Napoli ko col Como: parla Mazzocchi
Pur evitando accuse dirette, il giocatore ha evidenziato un malcontento diffuso: “Non vogliamo colpevolizzare nessuno, siamo tutti esposti all’errore, però nell’ultimo periodo sta succedendo troppo spesso”. Una frase che lascia intendere come lo spogliatoio percepisca una certa ricorrenza di decisioni sfavorevoli.
Al di là degli episodi, Mazzocchi ha riconosciuto i limiti mostrati dal Napoli soprattutto in fase offensiva. “Abbiamo affrontato una squadra forte nel palleggio. Negli ultimi 16 metri è mancata qualità, dovremo rivedere tutto con il mister per migliorare”. Un’analisi lucida che punta l’attenzione sulla scarsa incisività sotto porta, elemento che ha pesato nell’economia del match.

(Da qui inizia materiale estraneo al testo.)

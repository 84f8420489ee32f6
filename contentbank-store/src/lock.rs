//! Lease-based advisory locks in SQLite.
//!
//! Runs on its own connection so that lock rows commit immediately and are
//! visible to every process sharing the database file, independent of any
//! merge transaction.

use chrono::Utc;
use contentbank_model::{Error, LockService, LockToken, Result};
use rusqlite::{Connection, params};
use std::path::Path;
use std::sync::{Mutex, MutexGuard};
use std::time::{Duration, Instant};
use tracing::{debug, warn};
use uuid::Uuid;

const LOCK_SCHEMA: &str = "
    CREATE TABLE IF NOT EXISTS advisory_locks (
        name TEXT PRIMARY KEY,
        token TEXT NOT NULL,
        expires_at INTEGER NOT NULL
    );
";

/// Lock service backed by an `advisory_locks` table.
pub struct SqliteLockService {
    conn: Mutex<Connection>,
    lease: Duration,
    poll_interval: Duration,
}

impl SqliteLockService {
    /// Opens (or creates) the lock table in the database at `path`.
    pub fn open(path: impl AsRef<Path>) -> Result<Self> {
        let conn = Connection::open(path)?;
        conn.busy_timeout(Duration::from_secs(5))?;
        Self::with_connection(conn)
    }

    /// In-memory lock table, private to this process (for testing).
    pub fn open_in_memory() -> Result<Self> {
        Self::with_connection(Connection::open_in_memory()?)
    }

    fn with_connection(conn: Connection) -> Result<Self> {
        conn.execute_batch(LOCK_SCHEMA)?;
        Ok(Self {
            conn: Mutex::new(conn),
            lease: Duration::from_secs(300),
            poll_interval: Duration::from_millis(50),
        })
    }

    /// How long a held lock survives without being released.
    pub fn with_lease(mut self, lease: Duration) -> Self {
        self.lease = lease;
        self
    }

    pub fn with_poll_interval(mut self, poll_interval: Duration) -> Self {
        self.poll_interval = poll_interval;
        self
    }

    fn conn(&self) -> Result<MutexGuard<'_, Connection>> {
        self.conn
            .lock()
            .map_err(|_| Error::Lock("lock service connection poisoned".to_string()))
    }

    fn try_acquire(&self, name: &str, token: &str) -> Result<bool> {
        let conn = self.conn()?;
        let now = Utc::now().timestamp_millis();
        let reclaimed = conn.execute(
            "DELETE FROM advisory_locks WHERE name = ?1 AND expires_at <= ?2",
            params![name, now],
        )?;
        if reclaimed > 0 {
            warn!("Reclaimed expired advisory lock '{}'", name);
        }
        let expires_at = now + self.lease.as_millis() as i64;
        let inserted = conn.execute(
            "INSERT OR IGNORE INTO advisory_locks (name, token, expires_at) VALUES (?1, ?2, ?3)",
            params![name, token, expires_at],
        )?;
        Ok(inserted == 1)
    }
}

impl LockService for SqliteLockService {
    fn acquire(&self, name: &str, timeout: Duration) -> Result<Option<LockToken>> {
        let token = Uuid::new_v4().to_string();
        let deadline = Instant::now() + timeout;
        loop {
            if self.try_acquire(name, &token)? {
                debug!("Acquired advisory lock '{}'", name);
                return Ok(Some(LockToken {
                    name: name.to_string(),
                    token,
                }));
            }
            let now = Instant::now();
            if now >= deadline {
                return Ok(None);
            }
            std::thread::sleep(self.poll_interval.min(deadline - now));
        }
    }

    fn release(&self, token: LockToken) -> Result<()> {
        let conn = self.conn()?;
        let removed = conn.execute(
            "DELETE FROM advisory_locks WHERE name = ?1 AND token = ?2",
            params![token.name, token.token],
        )?;
        if removed == 0 {
            warn!("Advisory lock '{}' expired before release", token.name);
        } else {
            debug!("Released advisory lock '{}'", token.name);
        }
        Ok(())
    }
}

Il confronto tra primo e secondo tempo è stato un altro tema centrale. “Avevamo approcciato bene la partita, fino al calcio di rigore subito. Dopo quell’episodio ci siamo un po’ demoralizzati”, ha spiegato l’esterno. Nella ripresa il Napoli è cresciuto, ma senza riuscire a concretizzare. “Fisicamente non eravamo al top”, ha ammesso, lasciando intendere come la condizione atletica non fosse ottimale.
La delusione resta forte, soprattutto perché la Coppa Italia rappresentava uno degli obiettivi rimasti. Tuttavia, il messaggio che arriva dal gruppo è chiaro: accettare gli errori, lavorare e ripartire. “Anche noi sbagliamo – ha concluso Mazzocchi – sono cose che vanno accettate e su cui bisogna lavorare”.